Conduzida pela Polícia Militar do governo de Romeu Zema (Novo) e com apoio da Polícia Rodoviária Federal, sob gestão de Jair Bolsonaro (PL), a ação foi a mais letal contra quadrilhas suspeitas de promover assaltos a banco já realizada no país e é alvo de investigação da Polícia Civil e do Ministério Público mineiros.

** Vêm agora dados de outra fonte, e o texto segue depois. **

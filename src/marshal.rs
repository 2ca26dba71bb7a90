//! Marshaling of native values into wire-typed structures and SOAP envelopes.

use crate::error::{Result, SoapError};
use crate::parser::{SOAP_11_NS, XSI_NS};
use crate::schema::{is_base_type, TypeDirectory};
use crate::value::{Value, WireStruct, WireValue};
use indexmap::IndexMap;
use quick_xml::events::{BytesDecl, BytesEnd, BytesStart, BytesText, Event};
use quick_xml::Writer;
use std::collections::HashMap;
use std::fmt::Display;

/// Escape XML special characters.
pub fn xml_escape(s: &str) -> String {
    s.replace('&', "&amp;")
        .replace('<', "&lt;")
        .replace('>', "&gt;")
        .replace('"', "&quot;")
        .replace('\'', "&apos;")
}

/// Maps namespace URIs to element prefixes.
///
/// Explicit mappings win; otherwise the prefix is the second-to-last path
/// segment of the namespace URL (`.../api/cm/v1` gives `cm`).
#[derive(Debug, Clone, Default)]
pub struct NamespacePrefixer {
    explicit: HashMap<String, String>,
}

impl NamespacePrefixer {
    pub const FALLBACK: &'static str = "ns";

    pub fn new(explicit: HashMap<String, String>) -> Self {
        Self { explicit }
    }

    pub fn prefix(&self, namespace: &str) -> String {
        if let Some(prefix) = self.explicit.get(namespace) {
            return prefix.clone();
        }
        let segments: Vec<&str> = namespace.split('/').collect();
        match segments.len().checked_sub(2).map(|i| segments[i]) {
            Some(segment) if is_valid_prefix(segment) => segment.to_string(),
            _ => Self::FALLBACK.to_string(),
        }
    }
}

fn is_valid_prefix(segment: &str) -> bool {
    let mut chars = segment.chars();
    matches!(chars.next(), Some(c) if c.is_ascii_alphabetic() || c == '_')
        && chars.all(|c| c.is_ascii_alphanumeric() || c == '_' || c == '-' || c == '.')
}

/// Converts native values into [`WireValue`]s using the type directory.
///
/// Input is expected to be validated already; `pack` only reports errors it
/// cannot avoid (unresolvable types and unknown fields).
pub struct Marshaler<'a> {
    directory: &'a TypeDirectory,
    prefixer: &'a NamespacePrefixer,
    wrap_lists: bool,
    item_element: &'a str,
}

impl<'a> Marshaler<'a> {
    pub fn new(directory: &'a TypeDirectory, prefixer: &'a NamespacePrefixer) -> Self {
        Self {
            directory,
            prefixer,
            wrap_lists: false,
            item_element: "item",
        }
    }

    /// Wrap every list item under `item_element`.
    pub fn wrap_lists(mut self, wrap: bool, item_element: &'a str) -> Self {
        self.wrap_lists = wrap;
        self.item_element = item_element;
        self
    }

    pub fn pack(&self, value: &Value, namespace: &str, type_name: &str) -> Result<WireValue> {
        match value {
            Value::Null => Ok(WireValue::Null),
            Value::Raw(raw) => Ok(WireValue::Raw(raw.clone())),
            Value::Text(text) => Ok(WireValue::Text(xml_escape(text))),
            Value::Bool(b) => Ok(WireValue::Text(b.to_string())),
            Value::Int(n) => Ok(WireValue::Text(n.to_string())),
            Value::Float(n) => Ok(WireValue::Text(n.to_string())),
            Value::List(items) => self.pack_list(items, namespace, type_name),
            Value::Record(fields) => self.pack_record(fields, namespace, type_name),
        }
    }

    fn pack_list(&self, items: &[Value], namespace: &str, type_name: &str) -> Result<WireValue> {
        let item_type = if self.directory.is_array_type(namespace, type_name) {
            self.directory.array_item_type(namespace, type_name)
        } else {
            type_name.to_string()
        };

        let packed = items
            .iter()
            .filter(|item| !item.is_null())
            .map(|item| self.pack(item, namespace, &item_type))
            .collect::<Result<Vec<_>>>()?;

        if self.wrap_lists {
            Ok(WireValue::Struct(WireStruct {
                type_name: None,
                fields: packed
                    .into_iter()
                    .map(|item| (self.item_element.to_string(), item))
                    .collect(),
            }))
        } else {
            Ok(WireValue::Sequence(packed))
        }
    }

    fn pack_record(
        &self,
        record: &IndexMap<String, Value>,
        namespace: &str,
        type_name: &str,
    ) -> Result<WireValue> {
        if is_base_type(type_name) {
            return Err(SoapError::violation(format!(
                "Value for type '{}' must be a scalar, got record",
                type_name
            )));
        }

        let subtype_key = self
            .directory
            .declared_subtype_key(namespace, type_name, record);
        let effective = subtype_key
            .and_then(|key| record.get(key))
            .and_then(Value::as_str)
            .unwrap_or(type_name);

        let descriptor = self.directory.resolve(namespace, effective)?;
        let fields = self.directory.fields_of(namespace, effective)?;

        if let Some(unknown) = record
            .keys()
            .filter(|key| Some(key.as_str()) != subtype_key)
            .find(|key| !fields.iter().any(|f| &f.name == *key))
        {
            return Err(SoapError::UnknownField {
                field: unknown.clone(),
                type_name: effective.to_string(),
            });
        }

        let mut packed = Vec::new();
        for field in fields {
            if Some(field.name.as_str()) == subtype_key {
                continue;
            }
            let Some(value) = record.get(&field.name).filter(|v| !v.is_empty()) else {
                continue;
            };
            let declaring_ns = self
                .directory
                .field_namespace(namespace, effective, &field.name)?;
            let value_ns = if field.namespace.is_empty() {
                namespace
            } else {
                field.namespace.as_str()
            };
            let key = format!("{}:{}", self.prefixer.prefix(declaring_ns), field.name);
            packed.push((key, self.pack(value, value_ns, &field.type_name)?));
        }

        Ok(WireValue::Struct(WireStruct {
            type_name: Some(format!(
                "{}:{}",
                self.prefixer.prefix(&descriptor.namespace),
                descriptor.name
            )),
            fields: packed,
        }))
    }
}

/// A SOAP 1.1 request ready to be serialized.
#[derive(Debug, Clone, Default)]
pub struct SoapRequest {
    /// Namespace of the `RequestHeader` element
    pub header_namespace: String,
    /// Request header values, unescaped
    pub header: Vec<(String, String)>,
    pub operation: String,
    /// Default namespace of the operation element
    pub namespace: String,
    /// Extra `xmlns:prefix` declarations on the operation element
    pub prefixes: Vec<(String, String)>,
    pub params: Vec<(String, WireValue)>,
}

fn xml_write_err<E: Display>(e: E) -> SoapError {
    SoapError::Local(format!("XML write error: {}", e))
}

impl SoapRequest {
    /// Serialize the request as a SOAP 1.1 envelope.
    pub fn to_xml(&self) -> Result<String> {
        let mut writer = Writer::new(Vec::new());
        writer
            .write_event(Event::Decl(BytesDecl::new("1.0", Some("UTF-8"), None)))
            .map_err(xml_write_err)?;

        let mut envelope = BytesStart::new("soapenv:Envelope");
        envelope.push_attribute(("xmlns:soapenv", SOAP_11_NS));
        envelope.push_attribute(("xmlns:xsi", XSI_NS));
        writer
            .write_event(Event::Start(envelope))
            .map_err(xml_write_err)?;

        if !self.header.is_empty() {
            writer
                .write_event(Event::Start(BytesStart::new("soapenv:Header")))
                .map_err(xml_write_err)?;
            let mut request_header = BytesStart::new("RequestHeader");
            request_header.push_attribute(("xmlns", self.header_namespace.as_str()));
            writer
                .write_event(Event::Start(request_header))
                .map_err(xml_write_err)?;
            for (name, value) in &self.header {
                write_text_element(&mut writer, name, BytesText::new(value))?;
            }
            writer
                .write_event(Event::End(BytesEnd::new("RequestHeader")))
                .map_err(xml_write_err)?;
            writer
                .write_event(Event::End(BytesEnd::new("soapenv:Header")))
                .map_err(xml_write_err)?;
        }

        writer
            .write_event(Event::Start(BytesStart::new("soapenv:Body")))
            .map_err(xml_write_err)?;

        let mut method = BytesStart::new(self.operation.as_str());
        method.push_attribute(("xmlns", self.namespace.as_str()));
        for (prefix, uri) in &self.prefixes {
            let key = format!("xmlns:{}", prefix);
            method.push_attribute((key.as_str(), uri.as_str()));
        }
        writer
            .write_event(Event::Start(method))
            .map_err(xml_write_err)?;
        for (name, value) in &self.params {
            write_wire(&mut writer, name, value)?;
        }
        writer
            .write_event(Event::End(BytesEnd::new(self.operation.as_str())))
            .map_err(xml_write_err)?;

        writer
            .write_event(Event::End(BytesEnd::new("soapenv:Body")))
            .map_err(xml_write_err)?;
        writer
            .write_event(Event::End(BytesEnd::new("soapenv:Envelope")))
            .map_err(xml_write_err)?;

        String::from_utf8(writer.into_inner()).map_err(xml_write_err)
    }
}

fn write_text_element(writer: &mut Writer<Vec<u8>>, name: &str, text: BytesText) -> Result<()> {
    writer
        .write_event(Event::Start(BytesStart::new(name)))
        .map_err(xml_write_err)?;
    writer.write_event(Event::Text(text)).map_err(xml_write_err)?;
    writer
        .write_event(Event::End(BytesEnd::new(name)))
        .map_err(xml_write_err)?;
    Ok(())
}

fn write_wire(writer: &mut Writer<Vec<u8>>, name: &str, value: &WireValue) -> Result<()> {
    match value {
        WireValue::Null => Ok(()),
        WireValue::Text(text) | WireValue::Raw(text) => {
            write_text_element(writer, name, BytesText::from_escaped(text.as_str()))
        }
        WireValue::Sequence(items) => {
            for item in items {
                write_wire(writer, name, item)?;
            }
            Ok(())
        }
        WireValue::Struct(wire) => {
            let mut start = BytesStart::new(name);
            if let Some(type_name) = &wire.type_name {
                start.push_attribute(("xsi:type", type_name.as_str()));
            }
            writer
                .write_event(Event::Start(start))
                .map_err(xml_write_err)?;
            for (key, field) in &wire.fields {
                write_wire(writer, key, field)?;
            }
            writer
                .write_event(Event::End(BytesEnd::new(name)))
                .map_err(xml_write_err)?;
            Ok(())
        }
    }
}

Em áudio obtido pela reportagem, uma pessoa que trabalha em posto da cidade afirma que, na madrugada de 31 de outubro, chegaram às unidades de saúde do município "corpos amontoados" em carrocerias de caminhonetes, em vez de feridos com alguma chance de atendimento, como registraram os agentes no documento oficial.

Ouça o áudio abaixo:

Testemunho é central para investigação

Os testemunhos dessa pessoa e de seus colegas e os prontuários médicos registrados na unidade são elementos chave da investigação do episódio conduzida pelo MP mineiro. A conclusão está prevista para os primeiros meses de 2022, de acordo com fontes ligadas às investigações.

No boletim de ocorrência, os agentes contaram ter entrado em confronto com os integrantes de uma organização criminosa que planejava assaltar uma central de distribuição de valores do Banco do Brasil e relataram a apreensão de armamento pesado e milhares de munições.

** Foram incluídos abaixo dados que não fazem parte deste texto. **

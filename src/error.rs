pub type Result<T, E = Error> = std::result::Result<T, E>;

#[derive(Debug, thiserror::Error)]
pub enum Error {
    #[error("input is not valid UTF-8: {0}")]
    Utf8(#[from] std::str::Utf8Error),
    #[error(transparent)]
    SerdeJson(#[from] serde_json::Error),
}
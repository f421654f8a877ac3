use serde::Serialize;

use crate::options::CjkRange;
use crate::utils::{is_gap, is_latin_alnum};

/// Script class of a single character.
#[derive(Debug, Serialize, Clone, Copy, PartialEq, Eq)]
#[serde(rename_all = "lowercase")]
pub enum Class {
    Cjk,
    Alnum,
    Space,
    Other,
}

impl Class {
    pub fn of(ch: char, range: CjkRange) -> Class {
        if range.contains(ch) {
            Class::Cjk
        } else if is_latin_alnum(ch) {
            Class::Alnum
        } else if is_gap(ch) {
            Class::Space
        } else {
            Class::Other
        }
    }
}

/// A maximal stretch of same-class characters.
#[derive(Debug, Serialize, Clone, PartialEq, Eq)]
pub struct Run {
    pub class: Class,
    pub text: String,
}

impl Run {
    pub fn new(class: Class, text: impl Into<String>) -> Self {
        Run { class, text: text.into() }
    }

    /// The single ASCII space inserted at CJK/Latin boundaries.
    pub fn space() -> Self {
        Run::new(Class::Space, " ")
    }
}

/// Split `text` into maximal runs. Joining the runs gives back `text`.
pub fn split_runs(text: &str, range: CjkRange) -> Vec<Run> {
    let mut runs: Vec<Run> = Vec::new();

    for ch in text.chars() {
        let class = Class::of(ch, range);
        match runs.last_mut() {
            Some(last) if last.class == class => last.text.push(ch),
            _ => runs.push(Run::new(class, ch)),
        }
    }

    runs
}

pub fn join_runs(runs: &[Run]) -> String {
    runs.iter().map(|r| r.text.as_str()).collect()
}
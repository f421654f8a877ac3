/// True for the common Han ideographs (U+4E00..=U+9FA5), the range the
/// spacer treats as CJK unless the extended range is requested.
pub fn is_cjk(ch: char) -> bool {
    matches!(ch, '\u{4E00}'..='\u{9FA5}')
}

/// True for CJK ideographs, including extension blocks needed for
/// rare characters like 𠮩 (U+20BA9) and 𠹌 (U+20E4C).
pub fn is_cjk_extended(ch: char) -> bool {
    matches!(ch,
        '\u{4E00}'..='\u{9FFF}'     // CJK Unified Ideographs
        | '\u{3400}'..='\u{4DBF}'   // CJK Extension A
        | '\u{20000}'..='\u{2A6DF}' // CJK Extension B
        | '\u{2A700}'..='\u{2B73F}' // CJK Extension C
        | '\u{2B740}'..='\u{2B81F}' // CJK Extension D
        | '\u{2B820}'..='\u{2CEAF}' // CJK Extension E
        | '\u{F900}'..='\u{FAFF}'   // CJK Compatibility Ideographs
    )
}

/// True for ASCII letters and digits only.
/// Accented letters (é) and full-width forms (ａ, １) are not Latin-alnum.
pub fn is_latin_alnum(ch: char) -> bool {
    ch.is_ascii_alphanumeric()
}

/// True for any Unicode whitespace: space, tab, newline, U+3000 …
pub fn is_gap(ch: char) -> bool {
    ch.is_whitespace()
}
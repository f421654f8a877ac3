use serde::Deserialize;

use crate::error::Result;
use crate::utils::{is_cjk, is_cjk_extended};

/// Which code points count as CJK.
#[derive(Debug, Clone, Copy, Default, PartialEq, Eq, Deserialize)]
#[serde(rename_all = "lowercase")]
pub enum CjkRange {
    /// U+4E00..=U+9FA5
    #[default]
    Common,
    /// Unified ideographs, extensions A–E and compatibility ideographs.
    Extended,
}

impl CjkRange {
    pub fn contains(self, ch: char) -> bool {
        match self {
            CjkRange::Common => is_cjk(ch),
            CjkRange::Extended => is_cjk_extended(ch),
        }
    }
}

/// Options accepted by `format_with` and the plugin exports.
///
/// JSON form, every field optional:
/// `{ "cjk_range": "extended", "fold_width": true }`
#[derive(Debug, Clone, Copy, Default, PartialEq, Eq, Deserialize)]
#[serde(default, deny_unknown_fields)]
pub struct SpacingOptions {
    pub cjk_range: CjkRange,
    /// NFKC-normalize before spacing, so full-width Latin (ｅｎｇ１) becomes ASCII.
    pub fold_width: bool,
}

impl SpacingOptions {
    /// Parse options from a JSON payload. Empty or blank input → defaults.
    pub fn from_json(input: &[u8]) -> Result<Self> {
        if input.iter().all(u8::is_ascii_whitespace) {
            return Ok(Self::default());
        }
        let options: SpacingOptions = serde_json::from_slice(input)?;
        tracing::debug!(?options, "Parsed spacing options.");
        Ok(options)
    }
}
mod error;
mod options;
mod run;
mod spacing;
mod utils;

pub use error::{Error, Result};
pub use options::{CjkRange, SpacingOptions};
pub use run::{Class, Run, join_runs, split_runs};
pub use spacing::{collapse_cjk_gaps, format, format_with, space_cjk_latin, space_latin_cjk};
pub use utils::{is_cjk, is_cjk_extended, is_gap, is_latin_alnum};

use wasm_minimal_protocol::*;

initiate_protocol!();

/// Input: UTF-8 text bytes, e.g. "中文english"
/// Output: spaced text, e.g. "中文 english"
#[wasm_func]
pub fn autospace(input: &[u8]) -> Result<Vec<u8>> {
    autospace_with(input, &[])
}

/// Same as `autospace`, with JSON options as the second argument,
/// e.g. `{"cjk_range": "extended", "fold_width": true}`.
#[wasm_func]
pub fn autospace_with(input: &[u8], options: &[u8]) -> Result<Vec<u8>> {
    let text = std::str::from_utf8(input)?;
    let options = SpacingOptions::from_json(options)?;

    Ok(format_with(Some(text), &options)
        .unwrap_or_default()
        .into_bytes())
}

/// Output: JSON array of the runs of the spaced text, e.g.
/// `[{"class":"cjk","text":"中文"},{"class":"space","text":" "},…]`
#[wasm_func]
pub fn runs(input: &[u8], options: &[u8]) -> Result<Vec<u8>> {
    let text = std::str::from_utf8(input)?;
    let options = SpacingOptions::from_json(options)?;
    let spaced = format_with(Some(text), &options).unwrap_or_default();
    let runs = split_runs(&spaced, options.cjk_range);

    Ok(serde_json::to_vec(&runs)?)
}
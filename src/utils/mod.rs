// Copyright (c) 2025 Kirky.X
//
// Licensed under the MIT License
// See LICENSE file in the project root for full license information.

/// 工具模块
///
/// 提供通用的工具函数和辅助功能
/// 包括日期、目录、JSON 取值与日志初始化
pub mod clock;
pub mod folder;
pub mod json_path;
pub mod telemetry;
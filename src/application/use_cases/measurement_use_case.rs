// Copyright 2025 Kirky.X
//
// Licensed under the Apache License, Version 2.0 (the "License");
// you may not use this file except in compliance with the License.
// You may obtain a copy of the License at
//
//     http://www.apache.org/licenses/LICENSE-2.0
//
// Unless required by applicable law or agreed to in writing, software
// distributed under the License is distributed on an "AS IS" BASIS,
// WITHOUT WARRANTIES OR CONDITIONS OF ANY KIND, either express or implied.
// See the License for the specific language governing permissions and
// limitations under the License.

use crate::{
    domain::{
        models::{
            measurement::{MeasurementRequest, Strategy},
            result_row::ResultTable,
        },
        repositories::result_sink::{ResultSink, SinkError},
        services::response_transformer::ResponseTransformer,
    },
    engines::traits::PageSpeedClient,
    infrastructure::{observability::metrics::record_rows, storage::RawResponseArchive},
};
use std::sync::Arc;
use tracing::{error, info, warn};

/// 计测计划
///
/// 策略 × URL 的全部组合，按策略优先的顺序展开。
#[derive(Debug, Clone, PartialEq, Eq)]
pub struct MeasurementPlan {
    pub locale: String,
    pub strategies: Vec<Strategy>,
    pub targets: Vec<String>,
}

impl MeasurementPlan {
    pub fn new(locale: impl Into<String>, strategies: Vec<Strategy>, targets: Vec<String>) -> Self {
        Self {
            locale: locale.into(),
            strategies,
            targets,
        }
    }

    /// 展开为请求列表
    pub fn requests(&self) -> impl Iterator<Item = MeasurementRequest> + '_ {
        self.strategies.iter().flat_map(move |strategy| {
            self.targets
                .iter()
                .map(move |url| MeasurementRequest::new(url.clone(), *strategy, self.locale.clone()))
        })
    }

    pub fn len(&self) -> usize {
        self.strategies.len() * self.targets.len()
    }

    pub fn is_empty(&self) -> bool {
        self.len() == 0
    }
}

/// 一次运行的汇总
#[derive(Debug, Clone, PartialEq, Eq)]
pub struct RunReport {
    /// 发起的请求数
    pub attempted: usize,
    /// 成功的请求数
    pub succeeded: usize,
    /// 失败被跳过的请求数
    pub failed: usize,
    /// 写出的行数
    pub rows: usize,
    /// 输出目的地
    pub destination: String,
}

/// 计测用例
///
/// 顺序执行全部请求：成功的响应转换为两行追加到结果表，失败的请求只记录日志后跳过。
/// 最后把结果表一次性交给输出。
pub struct MeasurementUseCase<C: ?Sized, S: ?Sized> {
    client: Arc<C>,
    sink: Arc<S>,
    transformer: ResponseTransformer,
    plan: MeasurementPlan,
    archive: Option<RawResponseArchive>,
}

impl<C, S> MeasurementUseCase<C, S>
where
    C: PageSpeedClient + ?Sized,
    S: ResultSink + ?Sized,
{
    pub fn new(
        client: Arc<C>,
        sink: Arc<S>,
        transformer: ResponseTransformer,
        plan: MeasurementPlan,
    ) -> Self {
        Self {
            client,
            sink,
            transformer,
            plan,
            archive: None,
        }
    }

    /// 启用原始响应存档
    pub fn with_archive(mut self, archive: Option<RawResponseArchive>) -> Self {
        self.archive = archive;
        self
    }

    /// 执行全部请求并累积结果表
    ///
    /// # 返回值
    ///
    /// `(结果表, 成功数, 失败数)`
    pub async fn collect(&self) -> (ResultTable, usize, usize) {
        let mut table = ResultTable::default();
        let mut succeeded = 0;
        let mut failed = 0;

        for request in self.plan.requests() {
            let Some(payload) = self.client.fetch(&request).await else {
                warn!(
                    url = %request.target_url,
                    strategy = %request.strategy,
                    "Skipping measurement without a result"
                );
                failed += 1;
                continue;
            };

            if let Some(archive) = &self.archive {
                if let Err(e) = archive.save(&request, &payload).await {
                    warn!(url = %request.target_url, "Failed to archive raw response: {}", e);
                }
            }

            table.push_pair(self.transformer.transform(&payload, &request));
            succeeded += 1;
        }

        (table, succeeded, failed)
    }

    /// 执行一次完整的计测并写出结果
    ///
    /// # 返回值
    ///
    /// * `Ok(RunReport)` - 运行汇总
    /// * `Err(SinkError)` - 输出失败，已写入的历史数据不受影响
    pub async fn run(&self) -> Result<RunReport, SinkError> {
        info!(
            client = self.client.name(),
            sink = self.sink.name(),
            requests = self.plan.len(),
            "Starting measurement run"
        );

        let (table, succeeded, failed) = self.collect().await;
        record_rows(table.len());

        let destination = match self.sink.write_rows(&table).await {
            Ok(destination) => destination,
            Err(e) => {
                error!(sink = self.sink.name(), rows = table.len(), "Failed to write results: {}", e);
                return Err(e);
            }
        };

        let report = RunReport {
            attempted: succeeded + failed,
            succeeded,
            failed,
            rows: table.len(),
            destination,
        };
        info!(
            attempted = report.attempted,
            succeeded = report.succeeded,
            failed = report.failed,
            rows = report.rows,
            destination = %report.destination,
            "Measurement run finished"
        );
        Ok(report)
    }
}

#[cfg(test)]
#[path = "measurement_use_case_test.rs"]
mod tests;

Após realizarem o que descreveram como "domínio do local", os policiais informam ter "providenciado o socorro dos feridos para a UPA/Sion e Hospital Bom Pastor", numa referência às duas unidades de saúde da cidade do sul de Minas que receberam os suspeitos.

O cenário descrito no áudio reforça a hipótese de que o local do confronto foi modificado pelos agentes, diante da remoção dos corpos de baleados já sem vida.

As assessorias do governo de Minas, da Secretaria de Segurança Pública, da Polícia Militar e da Polícia Rodoviária Federal informaram à coluna que não comentariam o áudio.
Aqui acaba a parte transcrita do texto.